Tesla is an illustration of cars moving from being mechanical platforms to “computers on wheels,” Schreiber said.
“Which has profound effect on insurance. One question is who insures what? You go to Phoenix today and you order a ridesharing cab; a number of them can come without a driver. The master of the vehicle? The master of the service? The master of the insurance policy? …There’s likely to be massive dislocation within this entire sector and the data implications are profound and they aren’t great for incumbent insurers.”
Insurers are involved they’ll generate losses and customers when they switch to user-based insurance models, which Tesla and others offer by using live data feeds to assess how good policyholders are driving and base their premiums on that, Schreiber said. The traditional insurance model would be to take an aggregate average of the driving behaviors of a big group.
“If you have a $30 billion, $40 billion business as GEICO does, as Progressive does, based on pricing for an average you don’t want to adopt these technology because suddenly you would discover that 1 / 2 of your visitors happen to be overcharging and also you would need to reduce their premiums; that’s not good,” he explained. “And also the others, you’ll need to raise premiums for and lose them and that’s no good.”
Schreiber predicts the profitability of the car insurance market will shrink within the next decade.
“From zero, [there’s] this tremendous upside and lots of cannibalization that you can do into other people’s businesses by adopting these technologies just like this disruption takes place; as this dislocation hits this industry,” he said.
He also predicts accidents and car ownership will decline.
Aside from insurance, the future of automobile artificial intelligence and AVs results in many questions, concerns, and opinions, but is it too early in their development stages to create a viewpoint? Automated driving consultant and Forbes contributor Richard Bishop contends that it is inside a recent editorial he wrote criticizing a Washington Post editorial by Harvard Kennedy School visiting fellow David Zipper.

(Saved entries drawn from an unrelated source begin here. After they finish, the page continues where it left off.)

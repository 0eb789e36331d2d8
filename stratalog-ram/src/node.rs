//! Polymorphic traversal and rewriting over the RAM tree.
//!
//! [NodeRef] views any node of the four IR categories; [descendants]
//! enumerates a subtree in pre-order without materializing intermediate
//! lists. [NodeMapper] is the rewrite protocol: `apply` on any node passes
//! each owned child through the mapper and stores the replacement back, so
//! a mapper controls both the rewrite and whether to keep descending.

use crate::{
    condition::Condition, operation::Operation, statement::Statement, value::Value, TupleId,
};

/// A borrowed view of any RAM node.
#[derive(Debug, Clone, Copy)]
pub enum NodeRef<'a> {
    /// A value node.
    Value(&'a Value),
    /// A condition node.
    Condition(&'a Condition),
    /// An operation node.
    Operation(&'a Operation),
    /// A statement node.
    Statement(&'a Statement),
}

impl<'a> NodeRef<'a> {
    /// Direct children in a stable order.
    pub fn children(self) -> Vec<NodeRef<'a>> {
        match self {
            NodeRef::Value(value) => value.children().into_iter().map(NodeRef::Value).collect(),
            NodeRef::Condition(condition) => condition
                .children()
                .into_iter()
                .map(NodeRef::Condition)
                .chain(condition.values().into_iter().map(NodeRef::Value))
                .collect(),
            NodeRef::Operation(operation) => operation
                .conditions()
                .into_iter()
                .map(NodeRef::Condition)
                .chain(operation.values().into_iter().map(NodeRef::Value))
                .chain(operation.nested().map(NodeRef::Operation))
                .collect(),
            NodeRef::Statement(statement) => {
                let mut children: Vec<NodeRef<'a>> = statement
                    .children()
                    .into_iter()
                    .map(NodeRef::Statement)
                    .collect();
                match statement {
                    Statement::Exit(condition) => children.push(NodeRef::Condition(condition)),
                    Statement::Query(operation) => children.push(NodeRef::Operation(operation)),
                    _ => {}
                }
                children
            }
        }
    }
}

/// Pre-order iterator over a subtree, rooted at the node it was created
/// from. The traversal is restartable by creating a new iterator.
#[derive(Debug)]
pub struct Descendants<'a> {
    stack: Vec<NodeRef<'a>>,
}

impl<'a> Iterator for Descendants<'a> {
    type Item = NodeRef<'a>;

    fn next(&mut self) -> Option<Self::Item> {
        let node = self.stack.pop()?;
        let mut children = node.children();
        children.reverse();
        self.stack.extend(children);
        Some(node)
    }
}

/// Enumerate `root` and all nodes below it in pre-order.
pub fn descendants(root: NodeRef<'_>) -> Descendants<'_> {
    Descendants { stack: vec![root] }
}

/// Whether any value in the subtree reads the tuple bound to `level`.
pub fn references_level(root: NodeRef<'_>, level: TupleId) -> bool {
    descendants(root).any(|node| {
        matches!(
            node,
            NodeRef::Value(Value::ElementAccess { level: own, .. }) if *own == level
        )
    })
}

/// Rewrite protocol over owned RAM nodes.
///
/// Each hook receives an owned child and returns its replacement; the
/// default implementation returns the child unchanged and does not
/// descend. A recursive rewrite calls `child.apply(self)` inside the hook.
pub trait NodeMapper {
    /// Rewrite a value child.
    fn map_value(&mut self, value: Value) -> Value {
        value
    }

    /// Rewrite a condition child.
    fn map_condition(&mut self, condition: Condition) -> Condition {
        condition
    }

    /// Rewrite an operation child.
    fn map_operation(&mut self, operation: Operation) -> Operation {
        operation
    }

    /// Rewrite a statement child.
    fn map_statement(&mut self, statement: Statement) -> Statement {
        statement
    }
}

/// The recursive identity mapper; rebuilds a tree without changing it.
#[derive(Debug, Clone, Copy)]
pub struct Identity;

impl NodeMapper for Identity {
    fn map_value(&mut self, value: Value) -> Value {
        value.apply(self)
    }

    fn map_condition(&mut self, condition: Condition) -> Condition {
        condition.apply(self)
    }

    fn map_operation(&mut self, operation: Operation) -> Operation {
        operation.apply(self)
    }

    fn map_statement(&mut self, statement: Statement) -> Statement {
        statement.apply(self)
    }
}
//! The RAM transformation pipeline.
//!
//! Each transformer exposes a stable name and rewrites a [Program] in
//! place, reporting whether it changed anything. The [Pipeline] applies a
//! fixed sequence of transformers and iterates the sequence to a fixpoint,
//! bounded by a safety limit.

pub mod choices;
pub mod create_indices;
pub mod existence_checks;
pub mod level_conditions;

pub use choices::SearchesToChoicesTransformer;
pub use create_indices::CreateIndicesTransformer;
pub use existence_checks::ConvertExistenceChecksTransformer;
pub use level_conditions::LevelConditionsTransformer;

use crate::program::Program;

/// An analysis-driven rewrite over a RAM program.
pub trait Transformer {
    /// Stable name of the transformer, for logs and reports.
    fn name(&self) -> &'static str;

    /// Rewrite `program` in place; `true` iff the program was modified.
    fn transform(&self, program: &mut Program) -> bool;
}

/// Safety bound on fixpoint iteration; reaching it is a warning, not an
/// error, and the last stable tree is retained.
pub const ITERATION_LIMIT: usize = 16;

/// A fixed sequence of transformers applied repeatedly until none of them
/// reports a modification.
pub struct Pipeline {
    transformers: Vec<Box<dyn Transformer>>,
    iteration_limit: usize,
}

impl std::fmt::Debug for Pipeline {
    fn fmt(&self, f: &mut std::fmt::Formatter<'_>) -> std::fmt::Result {
        f.debug_struct("Pipeline")
            .field(
                "transformers",
                &self
                    .transformers
                    .iter()
                    .map(|t| t.name())
                    .collect::<Vec<_>>(),
            )
            .field("iteration_limit", &self.iteration_limit)
            .finish()
    }
}

impl Pipeline {
    /// Create a pipeline over the given transformers.
    pub fn new(transformers: Vec<Box<dyn Transformer>>) -> Self {
        Self {
            transformers,
            iteration_limit: ITERATION_LIMIT,
        }
    }

    /// The standard optimization sequence: condition hoisting, index
    /// introduction, existence-check conversion, scan-to-choice narrowing.
    pub fn standard() -> Self {
        Self::new(vec![
            Box::new(LevelConditionsTransformer),
            Box::new(CreateIndicesTransformer),
            Box::new(ConvertExistenceChecksTransformer),
            Box::new(SearchesToChoicesTransformer),
        ])
    }

    /// Run the sequence to fixpoint; returns the number of iterations
    /// executed.
    pub fn optimize(&self, program: &mut Program) -> usize {
        for iteration in 0..self.iteration_limit {
            let mut modified = false;
            for transformer in &self.transformers {
                let changed = transformer.transform(program);
                log::debug!(
                    "iteration {iteration}: {} {}",
                    transformer.name(),
                    if changed { "modified" } else { "unchanged" }
                );
                modified |= changed;
            }

            if !modified {
                return iteration + 1;
            }
        }

        log::warn!(
            "RAM optimization did not reach a fixpoint within {} iterations",
            self.iteration_limit
        );
        self.iteration_limit
    }
}

#[cfg(test)]
mod test {
    use crate::program::Program;
    use crate::statement::Statement;

    use super::{Pipeline, Transformer};

    struct Stubborn;

    impl Transformer for Stubborn {
        fn name(&self) -> &'static str {
            "Stubborn"
        }

        fn transform(&self, _program: &mut Program) -> bool {
            true
        }
    }

    #[test_log::test]
    fn empty_program_converges_immediately() {
        let mut program = Program::new(Statement::Sequence(vec![]));
        assert_eq!(Pipeline::standard().optimize(&mut program), 1);
    }

    #[test_log::test]
    fn stubborn_transformer_hits_the_bound() {
        let mut program = Program::new(Statement::Sequence(vec![]));
        let pipeline = Pipeline::new(vec![Box::new(Stubborn)]);
        assert_eq!(pipeline.optimize(&mut program), super::ITERATION_LIMIT);
    }
}
//! Layout steps for the `kv_store` container.
//!
//! # Invariants
//! - Steps are listed in strictly increasing version order and applied in
//!   one transaction, each bumping `user_version`.
//! - After migrating, `kv_store` must exist; a file that says otherwise is
//!   rejected rather than silently recreated.
//! - Only the table layout is versioned. The board document stored in
//!   `kv_store` carries no version.

use crate::db::{DbError, DbResult};
use log::info;
use rusqlite::Connection;

/// Table holding every key/value pair.
pub const KV_TABLE: &str = "kv_store";

const LAYOUT_STEPS: &[(u32, &str)] = &[(1, include_str!("0001_kv_store.sql"))];

/// Newest container version this build can open.
pub fn latest_version() -> u32 {
    LAYOUT_STEPS.last().map_or(0, |(version, _)| *version)
}

/// Reads the container version recorded in the file.
pub fn schema_version(conn: &Connection) -> DbResult<u32> {
    Ok(conn.pragma_query_value(None, "user_version", |row| row.get(0))?)
}

/// Brings the container up to [`latest_version`] and checks `kv_store`.
pub fn apply_migrations(conn: &mut Connection) -> DbResult<()> {
    let found = schema_version(conn)?;
    let supported = latest_version();
    if found > supported {
        return Err(DbError::SchemaTooNew { found, supported });
    }

    if found < supported {
        let tx = conn.transaction()?;
        for (version, sql) in LAYOUT_STEPS.iter().filter(|(version, _)| *version > found) {
            tx.execute_batch(sql)?;
            tx.pragma_update(None, "user_version", *version)?;
        }
        tx.commit()?;
        info!(
            "event=db_migrate module=db status=ok from_version={} to_version={}",
            found, supported
        );
    }

    ensure_kv_table(conn, supported)
}

fn ensure_kv_table(conn: &Connection, version: u32) -> DbResult<()> {
    let present: bool = conn.query_row(
        "SELECT EXISTS(SELECT 1 FROM sqlite_master WHERE type = 'table' AND name = ?1);",
        [KV_TABLE],
        |row| row.get(0),
    )?;
    if present {
        Ok(())
    } else {
        Err(DbError::MissingKvTable { version })
    }
}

“… anyone who aims to state what ‘will’ happen as automated vehicle deployment scales up is jumping the gun,” Bishop wrote.
Zipper wrote the purpose of self-driving cars remains “nebulous” despite billions of dollars committed to their research and development during the last decade. He wrote that Google and other companies claim road safety factors are the reason behind the introduction of AVs because human error leads to most traffic crashes, but Zipper believes, “Like cars, autonomous vehicles were born not from public need but from technological opportunity.”
Bishop wrote that Zipper yet others have misunderstood AI and self-driving cars. He called Zipper’s “assertions” about AI concerning. “There is a fundamental misunderstanding in the blogosphere about AI that they appears to hold. AI is not ‘one thing.’ Each AI engine is exclusive towards the developers as well as their use case. Nobody would point to dysfunctional software and conclude all software is bad, however the media repeatedly does this with AI. Yikes!”
Bishop also noted that Zipper made his case against AI and self-driving cars over their negative effects on road safety, the environment, and traffic jam by citing systems from the 3 years ago.
“The performance of developmental systems such as this, from years back, tells us nothing about the capability of today's automated driving systems. The majority are still pre-commercial technology, in various stages of development and testing. Exceptional progress continues to be and it is being made at a rapid pace.”
Bishop contends that General Motors, Alphabet, Gatik, TuSimple, yet others provide AV commercial ride hailing services or freight delivery only after doing their research to ensure they’ll operate safely. Also, he noted that the National Highway Traffic Safety Administration requires notification associated with a crashes that advanced driver assistance systems and self-driving vehicles take part in.
Zipper left readers having a considered to consider: “It's obvious that companies want to maximize shareholder return; that's their role in a market economy. But automakers are still struggling to explain why, exactly, you should be excited about fraxel treatments, instead of alarmed by it. We shouldn't allow them to free unless we have a convincing answer.”